It appeared that you were jumping through hoops with the calculations, and I thought I would just make it easier by providing a few less variables. If her cadence is known, then it should be considerably easier to reverse engineer some of the other numbers.

Secondly, I’ve no idea why you’re quoting the same Wired article that I already referenced and trying to use that against me in some way as if I hadn’t read it. I even specifically made mention of their 110 rpm estimate. And that’s exactly what it was—an estimate. To quote the quote that was already quoted, and that I assume we all have read:

To secure the record, Mueller-Korenek—now pedaling around 110 rpm—will have to hold 168 mph between mile markers 4 and 5.
Two things:
1) The word “around” is an approximation.
2) The phrase “now pedaling” is speaking in the future-tense of what the author predicts will occur. It’s not a recap of the record-breaking ride itself.

Now, since all we have to go off is the video itself, I will present an accurate breakdown, based on that video, of exactly what her RPMs were. I haven’t the slightest idea of how ya’ll are coming up with your numbers, but based on that video, I am supremely confident that my numbers are correct.

How can I be so certain? Because this is what I do. I’ve spent my entire life studying and understanding rhythms and tempos. I actually get paid to have a grasp of this stuff.

In the world of music we refer to it as bpm, or Beats Per Minute. Same exact thing. Because I’ve done this my whole life, it tends to come as second nature. I can spot someone’s cadence, be it on a bike or running on the road, and usually guess accurately within about 2 or 3 clicks what their cadence is. It’s just something I naturally do to amuse myself from time-to-time, and to sharpen my skills.

This is why I’ve never needed a cadence indicator on any of my bike computers. I can, within a few seconds, determine my own cadence quite easily. Once I’m pedaling steadily, I can reference that tempo against any number of songs or familiar rhythms inside my head that will tell me what the tempo is. It’s sort of like someone who can spot a certain make or model of car at a distance. They have mental markers with which to reference a whole slew of variables in appearance. It’s easy for the trained eye. Same thing with tempos—it’s easy for the trained ear.

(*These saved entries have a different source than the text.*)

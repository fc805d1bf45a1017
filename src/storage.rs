//! Storage abstraction layer for whorl.
//!
//! The index never touches the filesystem directly. Everything goes through
//! the [`Storage`] trait, which models a flat virtual directory: files can be
//! created, opened, listed, deleted and renamed, and named advisory locks can
//! be taken. Committed index files are immutable, so readers usually map a
//! whole file at once through [`Storage::open_bytes`] and decode it in place.
//!
//! # Storage Types
//!
//! ## FileStorage
//! - Disk-based persistent storage
//! - Memory-mapped reads (`memmap2`) for [`Storage::open_bytes`]
//! - Lock files created with `create_new`
//!
//! ## MemoryStorage
//! - In-memory storage for tests and throwaway indexes
//!
//! # Example
//!
//! ```
//! use whorl::storage::{StorageConfig, StorageFactory};
//! use whorl::storage::memory::MemoryStorageConfig;
//! use std::io::Write;
//!
//! # fn main() -> whorl::error::Result<()> {
//! let storage = StorageFactory::create(StorageConfig::Memory(MemoryStorageConfig::default()))?;
//! let mut output = storage.create_output("_main_1.toc")?;
//! output.write_all(b"toc")?;
//! output.close()?;
//!
//! let bytes = storage.open_bytes("_main_1.toc")?;
//! assert_eq!(bytes.as_slice(), b"toc");
//! # Ok(())
//! # }
//! ```

use std::fmt;
use std::io::{Cursor, Read, Seek, SeekFrom, Write};
use std::ops::Range;
use std::sync::Arc;

use byteorder::{ByteOrder, LittleEndian};

use crate::error::{Result, WhorlError};

pub mod file;
pub mod memory;
pub mod structured;

/// A trait for storage backends that can store and retrieve files.
pub trait Storage: Send + Sync + fmt::Debug {
    /// Open a file for sequential reading.
    fn open_input(&self, name: &str) -> Result<Box<dyn StorageInput>>;

    /// Map the whole file as an immutable byte view.
    ///
    /// This is how committed index files are read: the returned [`FileBytes`]
    /// can be sliced and shared without copying.
    fn open_bytes(&self, name: &str) -> Result<FileBytes>;

    /// Create a file for writing, truncating any existing file.
    fn create_output(&self, name: &str) -> Result<Box<dyn StorageOutput>>;

    /// Check if a file exists.
    fn file_exists(&self, name: &str) -> bool;

    /// Delete a file.
    fn delete_file(&self, name: &str) -> Result<()>;

    /// List all files in the storage, sorted by name.
    fn list_files(&self) -> Result<Vec<String>>;

    /// Get the size of a file in bytes.
    fn file_size(&self, name: &str) -> Result<u64>;

    /// Rename a file.
    ///
    /// When `overwrite` is false and `new_name` already exists, the rename
    /// fails with [`StorageError::FileExists`] and nothing changes. Writing a
    /// temporary file and renaming it into place is how the index publishes
    /// new generations.
    fn rename_file(&self, old_name: &str, new_name: &str, overwrite: bool) -> Result<()>;

    /// Create a uniquely named file whose name starts with `prefix`.
    fn create_temp_output(&self, prefix: &str) -> Result<(String, Box<dyn StorageOutput>)>;

    /// Try to take the named advisory lock. Returns `None` if another holder has it.
    fn try_lock(&self, name: &str) -> Result<Option<Box<dyn StorageLock>>> {
        Err(StorageError::InvalidOperation(format!("locking is not supported: {name}")).into())
    }

    /// Sync all pending writes to storage.
    fn sync(&self) -> Result<()>;

    /// Close the storage and release its locks.
    fn close(&mut self) -> Result<()>;
}

/// A trait for reading data from storage.
pub trait StorageInput: Read + Seek + Send + fmt::Debug {
    /// Get the size of the input stream.
    fn size(&self) -> Result<u64>;

    /// Close the input stream.
    fn close(&mut self) -> Result<()>;
}

/// A trait for writing data to storage.
pub trait StorageOutput: Write + Seek + Send + fmt::Debug {
    /// Flush and sync the output to storage.
    fn flush_and_sync(&mut self) -> Result<()>;

    /// Get the current position in the output stream.
    fn position(&self) -> Result<u64>;

    /// Close the output stream. The file becomes visible under its name.
    fn close(&mut self) -> Result<()>;
}

impl StorageOutput for Box<dyn StorageOutput> {
    fn flush_and_sync(&mut self) -> Result<()> {
        self.as_mut().flush_and_sync()
    }

    fn position(&self) -> Result<u64> {
        self.as_ref().position()
    }

    fn close(&mut self) -> Result<()> {
        self.as_mut().close()
    }
}

impl StorageInput for Box<dyn StorageInput> {
    fn size(&self) -> Result<u64> {
        self.as_ref().size()
    }

    fn close(&mut self) -> Result<()> {
        self.as_mut().close()
    }
}

/// A named advisory lock. Dropping the lock releases it.
pub trait StorageLock: Send + fmt::Debug {
    /// Get the name of the lock.
    fn name(&self) -> &str;

    /// Release the lock.
    fn release(&mut self) -> Result<()>;

    /// Check if the lock is still held.
    fn is_valid(&self) -> bool;
}

/// An immutable, cheaply clonable view over (part of) a file's bytes.
///
/// The backing buffer is either a memory map or an owned buffer; slices share
/// the same backing storage.
#[derive(Clone)]
pub struct FileBytes {
    data: Arc<dyn AsRef<[u8]> + Send + Sync>,
    start: usize,
    end: usize,
}

impl FileBytes {
    /// Wrap any owned byte container.
    pub fn new<T: AsRef<[u8]> + Send + Sync + 'static>(data: T) -> Self {
        let end = data.as_ref().len();
        FileBytes {
            data: Arc::new(data),
            start: 0,
            end,
        }
    }

    /// An empty view.
    pub fn empty() -> Self {
        FileBytes::new(Vec::<u8>::new())
    }

    /// The viewed bytes.
    pub fn as_slice(&self) -> &[u8] {
        &AsRef::<[u8]>::as_ref(&*self.data)[self.start..self.end]
    }

    pub fn len(&self) -> usize {
        self.end - self.start
    }

    pub fn is_empty(&self) -> bool {
        self.start == self.end
    }

    /// A sub-view relative to this view.
    pub fn slice(&self, range: Range<usize>) -> Result<FileBytes> {
        if range.start > range.end || range.end > self.len() {
            return Err(WhorlError::format(format!(
                "slice {}..{} out of bounds for {} bytes",
                range.start,
                range.end,
                self.len()
            )));
        }
        Ok(FileBytes {
            data: Arc::clone(&self.data),
            start: self.start + range.start,
            end: self.start + range.end,
        })
    }

    /// Borrow a range of the view, failing instead of panicking when out of bounds.
    pub fn get(&self, range: Range<usize>) -> Result<&[u8]> {
        self.as_slice().get(range.clone()).ok_or_else(|| {
            WhorlError::format(format!(
                "read {}..{} past the end of {} bytes",
                range.start,
                range.end,
                self.len()
            ))
        })
    }

    pub fn read_u8(&self, pos: usize) -> Result<u8> {
        Ok(self.get(pos..pos + 1)?[0])
    }

    pub fn read_u16_be(&self, pos: usize) -> Result<u16> {
        Ok(byteorder::BigEndian::read_u16(self.get(pos..pos + 2)?))
    }

    pub fn read_u32(&self, pos: usize) -> Result<u32> {
        Ok(LittleEndian::read_u32(self.get(pos..pos + 4)?))
    }

    pub fn read_u64(&self, pos: usize) -> Result<u64> {
        Ok(LittleEndian::read_u64(self.get(pos..pos + 8)?))
    }

    pub fn read_f32(&self, pos: usize) -> Result<f32> {
        Ok(LittleEndian::read_f32(self.get(pos..pos + 4)?))
    }
}

impl AsRef<[u8]> for FileBytes {
    fn as_ref(&self) -> &[u8] {
        self.as_slice()
    }
}

impl fmt::Debug for FileBytes {
    fn fmt(&self, f: &mut fmt::Formatter<'_>) -> fmt::Result {
        f.debug_struct("FileBytes")
            .field("start", &self.start)
            .field("len", &self.len())
            .finish()
    }
}

/// A [`StorageInput`] reading from a [`FileBytes`] view.
#[derive(Debug)]
pub struct BytesInput {
    cursor: Cursor<FileBytes>,
}

impl BytesInput {
    pub fn new(bytes: FileBytes) -> Self {
        BytesInput {
            cursor: Cursor::new(bytes),
        }
    }
}

impl Read for BytesInput {
    fn read(&mut self, buf: &mut [u8]) -> std::io::Result<usize> {
        self.cursor.read(buf)
    }
}

impl Seek for BytesInput {
    fn seek(&mut self, pos: SeekFrom) -> std::io::Result<u64> {
        self.cursor.seek(pos)
    }
}

impl StorageInput for BytesInput {
    fn size(&self) -> Result<u64> {
        Ok(self.cursor.get_ref().len() as u64)
    }

    fn close(&mut self) -> Result<()> {
        Ok(())
    }
}

/// Configuration for storage backends.
#[derive(Debug, Clone)]
pub enum StorageConfig {
    /// File-based storage configuration (includes path)
    File(file::FileStorageConfig),

    /// Memory-based storage configuration
    Memory(memory::MemoryStorageConfig),
}

impl Default for StorageConfig {
    fn default() -> Self {
        StorageConfig::Memory(memory::MemoryStorageConfig::default())
    }
}

/// A factory for creating storage instances.
pub struct StorageFactory;

impl StorageFactory {
    /// Create a new storage instance with the given configuration.
    pub fn create(config: StorageConfig) -> Result<Arc<dyn Storage>> {
        match config {
            StorageConfig::Memory(mem_config) => {
                let storage = memory::MemoryStorage::new(mem_config);
                Ok(Arc::new(storage))
            }
            StorageConfig::File(file_config) => {
                let storage = file::FileStorage::new(file_config)?;
                Ok(Arc::new(storage))
            }
        }
    }
}

/// Error types specific to storage operations.
#[derive(Debug, Clone)]
pub enum StorageError {
    /// File not found.
    FileNotFound(String),

    /// File already exists.
    FileExists(String),

    /// I/O error.
    IoError(String),

    /// Lock acquisition failed.
    LockFailed(String),

    /// Storage is closed.
    StorageClosed,

    /// Invalid operation.
    InvalidOperation(String),
}

impl fmt::Display for StorageError {
    fn fmt(&self, f: &mut fmt::Formatter<'_>) -> fmt::Result {
        match self {
            StorageError::FileNotFound(name) => write!(f, "File not found: {name}"),
            StorageError::FileExists(name) => write!(f, "File already exists: {name}"),
            StorageError::IoError(msg) => write!(f, "I/O error: {msg}"),
            StorageError::LockFailed(name) => write!(f, "Failed to acquire lock: {name}"),
            StorageError::StorageClosed => write!(f, "Storage is closed"),
            StorageError::InvalidOperation(msg) => write!(f, "Invalid operation: {msg}"),
        }
    }
}

impl std::error::Error for StorageError {}

impl From<StorageError> for WhorlError {
    fn from(err: StorageError) -> Self {
        match err {
            StorageError::FileNotFound(_) => WhorlError::not_found(err.to_string()),
            StorageError::LockFailed(_) => WhorlError::lock(err.to_string()),
            _ => WhorlError::storage(err.to_string()),
        }
    }
}

#[cfg(test)]
mod tests {
    use super::*;
    use crate::storage::file::FileStorageConfig;
    use crate::storage::memory::MemoryStorageConfig;

    #[test]
    fn test_storage_config_default() {
        match StorageConfig::default() {
            StorageConfig::Memory(mem_config) => {
                assert_eq!(mem_config.initial_capacity, 16);
            }
            _ => panic!("Expected Memory config"),
        }
    }

    #[test]
    fn test_storage_error_display() {
        let err = StorageError::FileNotFound("test.txt".to_string());
        assert_eq!(err.to_string(), "File not found: test.txt");

        let err = StorageError::FileExists("test.txt".to_string());
        assert_eq!(err.to_string(), "File already exists: test.txt");

        let err = StorageError::LockFailed("WRITELOCK".to_string());
        assert_eq!(err.to_string(), "Failed to acquire lock: WRITELOCK");

        let err: WhorlError = StorageError::FileNotFound("x".to_string()).into();
        assert!(matches!(err, WhorlError::NotFound(_)));
    }

    #[test]
    fn test_file_bytes_slicing() {
        let bytes = FileBytes::new(vec![1u8, 2, 3, 4, 5, 6, 7, 8, 9]);
        let sub = bytes.slice(2..6).unwrap();
        assert_eq!(sub.as_slice(), &[3, 4, 5, 6]);

        let subsub = sub.slice(1..3).unwrap();
        assert_eq!(subsub.as_slice(), &[4, 5]);

        assert!(sub.slice(2..10).is_err());
        assert!(sub.get(3..5).is_err());
        assert_eq!(bytes.read_u32(0).unwrap(), u32::from_le_bytes([1, 2, 3, 4]));
    }

    #[test]
    fn test_bytes_input_reads_view() {
        let bytes = FileBytes::new(b"hello world".to_vec()).slice(6..11).unwrap();
        let mut input = BytesInput::new(bytes);
        let mut buffer = String::new();
        input.read_to_string(&mut buffer).unwrap();
        assert_eq!(buffer, "world");
        assert_eq!(input.size().unwrap(), 5);
    }

    #[test]
    fn test_storage_factory_memory() {
        let storage =
            StorageFactory::create(StorageConfig::Memory(MemoryStorageConfig::default())).unwrap();
        assert!(!storage.file_exists("test.txt"));
    }

    #[test]
    fn test_storage_factory_file() {
        let temp_dir = tempfile::TempDir::new().unwrap();
        let config = StorageConfig::File(FileStorageConfig::new(temp_dir.path()));
        let storage = StorageFactory::create(config).unwrap();

        let mut output = storage.create_output("test.bin").unwrap();
        output.write_all(b"Hello, Factory!").unwrap();
        output.close().unwrap();

        let bytes = storage.open_bytes("test.bin").unwrap();
        assert_eq!(bytes.as_slice(), b"Hello, Factory!");
    }
}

All that being said, when I’m approaching something like this video, I always double-check my intuition with facts. How? Simple: a tap-tempo metronome. I don’t have to actually “calculate” anything. I can watch the pedal strokes, tap my metronome in-time with the pedals, and quite easily ascertain the precise rate of rotation. It’s quite easy, for me. It would likely prove more problematic for someone who isn’t used to tapping a button accurately, and steadily in-time with a corresponding image or sound, but again, I’ve spent more hours, days, weeks, months, years, than I care to think about doing just that. Drummers practice along to metronomes all the time. One’s ability to accurately play along to click-tracks and other pre-recorded sequenced material is crucial if one expects to be taken seriously in a professional musical setting. And there is very little, if any, margin for error in my profession.

So, now that I’ve got my pointless resume out of the way, let’s move onto the numbers, shall we?

@1:00 her cadence is 76 rpm.
By 1:30 her cadence has increased to 81 rpm and remains close to that for about 10 seconds before increasing more rapidly up to 88 rpm by 1:45.

By 2:00 her cadence begins to reach 96 rpm, with some very minor oscillating until it quickly evens out. This is what I was referring to! This is the cadence at which she spends the most time—nearly 30 seconds.

Now @2:30 there is a brief period where her cadence does reach a top speed of 99 rpm, but that lasts less than 10 seconds, and that is as fast as she’s ever pedaling in that video. Period.

@2:40 there begins a steady de-acceleration for about 20 seconds until there is a very noticeable and much more obvious decrease back down to 90 rpm @3:00.
This decrease continues steadily until her cadence is as slow as 68 rpm when she finally unhooks @3:19.

Make of it what you will. But I’ll just leave it at that, now that the fun has been taking out of it. Either way though, I can assure you, I just don’t give a flip. This is child’s play to me.